B: Just so so! (You shouldn't misplace me to A plus slot because I deserve a C minus!), eembarrasing, right?
徐国栋 is right about the point, when in China, do as Chinese does because the Great Wall was not built in a day.


----------



## humvee

Viajero, can't help but add one point. First off we single out "Where" as, say, the most authentic way to reply to a compliment. I summariz it in the following bullet points.

To repeat my dialog
American: You are a born violinist!=你天生是拉小提琴的料！
Chinese(speak Chinglish): Where!=哪里！

To an American ear, three problems arise
1. Why where? So weird
2. Where is a question word, why it is uttered as an exlamation?

So far so good, let's address the first question.

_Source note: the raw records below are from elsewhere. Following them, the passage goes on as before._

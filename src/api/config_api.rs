use std::sync::Arc;
use tokio::sync::Mutex;
use tracing::Instrument;
use crate::core::PollScheduler;
use crate::error::{Error, Result};
use crate::interfaces::ConfigStore;
use crate::observability::tracing::trace_config_update;
use crate::types::PollConfig;

/// Read/update surface over the persisted poll config.
pub struct ConfigApi {
    store: Arc<dyn ConfigStore>,
    scheduler: Arc<PollScheduler>,
    // Keeps the persisted row and the scheduler's binding in the same order
    // when updates race.
    update_lock: Mutex<()>,
}

impl ConfigApi {
    pub fn new(store: Arc<dyn ConfigStore>, scheduler: Arc<PollScheduler>) -> Self {
        ConfigApi {
            store,
            scheduler,
            update_lock: Mutex::new(()),
        }
    }

    pub async fn read_config(&self) -> Result<PollConfig> {
        self.store.read_config().await?.ok_or(Error::ConfigNotFound)
    }

    /// Validates, persists, then rebinds the scheduler. Nothing is written
    /// when validation fails, and the scheduler is left alone when the write
    /// fails.
    pub async fn update_config(&self, symbol: &str, interval_seconds: i64) -> Result<PollConfig> {
        let span = trace_config_update(symbol, interval_seconds);
        async {
            let config = PollConfig::from_request(symbol, interval_seconds)?;

            let _guard = self.update_lock.lock().await;
            self.store.write_config(&config).await?;
            let epoch = self.scheduler.reconfigure(config.clone())?;

            tracing::info!(epoch, "Poll config updated");
            Ok::<_, Error>(config)
        }
        .instrument(span)
        .await
    }
}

You need a metaphorical leap of faith! That I already explained, a from-awesome-to-good-to-bad-to-worse-to-worst scalability continuum metaphor. That niche/pigeonhole/slot metaphor.

Suppose that Chinese is a C-minus violinist, and that America just tried to be friendly by putting this C-minus violinist in A-plus "slot". Then, metaphorically, the violinist is in a displaced slot he shouldn't have been. Right? A pilot not in a plane is lost, right? Hence, I'm lost when you displace me. That is why, people also say "你这么赞美我，我都不知道天南地北了(not know where I am)"

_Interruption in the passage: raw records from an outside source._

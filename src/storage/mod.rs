//! Persistence for the poll config and the price samples.
//!
//! `database.url = "memory"` selects the in-process store; anything else is
//! handed to sqlx as a SQLite URL.

pub mod memory;
pub mod sqlite;

use std::sync::Arc;
use crate::config::DatabaseConfig;
use crate::error::Result;
use crate::interfaces::{ConfigStore, SampleHistory, SampleSink};

pub use memory::InMemoryStore;
pub use sqlite::SqliteStore;

pub const MEMORY_URL: &str = "memory";

/// The three storage-facing handles the rest of the service needs.
#[derive(Clone)]
pub struct Storage {
    pub config_store: Arc<dyn ConfigStore>,
    pub sink: Arc<dyn SampleSink>,
    pub history: Arc<dyn SampleHistory>,
}

impl Storage {
    pub async fn open(config: &DatabaseConfig) -> Result<Self> {
        if config.url == MEMORY_URL {
            tracing::warn!("Using in-memory storage, samples will not survive a restart");
            return Ok(Self::from_store(Arc::new(InMemoryStore::new())));
        }

        let store = SqliteStore::connect(&config.url, config.max_connections).await?;
        Ok(Self::from_store(Arc::new(store)))
    }

    pub fn from_store<S>(store: Arc<S>) -> Self
    where
        S: ConfigStore + SampleSink + SampleHistory + 'static,
    {
        Storage {
            config_store: store.clone(),
            sink: store.clone(),
            history: store,
        }
    }
}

Here's the trickier part, but you can grasp it real quick, why "!"
Because the Wh question word here is not a question but a rhetorical question(emphasis added).  

I'm not patronizing anybody, but for those who don't know what a rhetorical question is, here is an example:

A: Frenchmen are frogs, Chinese can fly, Americans are monolingual
B: Are you a racist or what?

Obviously, B is not expecting an YES or No answer from A because B is 90% sure that A is a racist (even though B may be wrong but that doesn't matter here) and vent his anger.


----------



## YangMuye

humvee said:


> 哪里=where=in which place,
> Doesn't make sense, right? But you can make sense of it this way
> Where=(I don't know)where (I am)=I'm lost because you give me A plus rather than C minus I deserve!(you displace me so I'm lost, dunno WHERE I am!)

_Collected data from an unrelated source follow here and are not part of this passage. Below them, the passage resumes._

use crate::error::Result;
use crate::types::Sample;

/// Best-effort republishing of stored samples.
///
/// Implementations must hand the sample off and return without waiting for
/// delivery; an `Err` only means the hand-off itself failed.
#[cfg_attr(test, mockall::automock)]
pub trait EventPublisher: Send + Sync {
    fn publish(&self, sample: &Sample) -> Result<()>;
}
pub mod rest;

use async_trait::async_trait;
use crate::error::QuoteError;
use crate::types::{Quote, Symbol};

#[cfg_attr(test, mockall::automock)]
#[async_trait]
pub trait QuoteSource: Send + Sync {
    async fn fetch_latest(&self, symbol: &Symbol) -> Result<Quote, QuoteError>;
}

哪裡 = where does the conclusion come from? How can you get this conclusion (from my behavior)?
It's often used in negative sentences.


----------



## humvee

YangMuye said:


> 哪裡 = where does the conclusion come from? How can you get this conclusion (from my behavior)?
> It's often used in negative sentences.


 
From introspection, of course, the all-or-nothing, yes or no approach rarely catches the reality. I just did the discourse analysis.


----------



## Yoly *

哪里哪里 is just fine.


----------



## kareno999

YangMuye said:


> 正常的中國人是不會只說謝謝的，那代表他承認對方的稱讚。受到別人的稱讚，如果說謝謝，表示你認爲自己當之無愧，並對對方表示禮貌。一般不說
> 謝謝，要說也要先推託一下，再接受。
> 
> 一般，你可以說：
> 哪裏哪裏。（通常重複兩遍，下同。）
> 謬讚
> 過獎
> 不敢（當）
> 一般
> ……
> 
> 反正抵死不可以承認的話都可以。



I rarely hear people saying "過獎" "不敢" etc
Mostly people (including me) just say "xiexie"...
another impact of western culture


----------



## yuechu

Thank you all for this excellent discussion on compliments! It definitely cleared up some misconceptions in my mind (which I seem to have had from the first day I started learning Chinese.. a bit of black and white thinking, I suppose). I used to think that the 文化差别 was very big (since people had originally told me that you can never accept a compliment (which I took as a rule), always have to appear modest, etc) but I have realized that it is (in my opinion) not too different from how things are in the West. (one just needs a bit of modesty and that's all... ha, at least I have come to think that people in the West are often just as modest as Chinese people, but just in different ways)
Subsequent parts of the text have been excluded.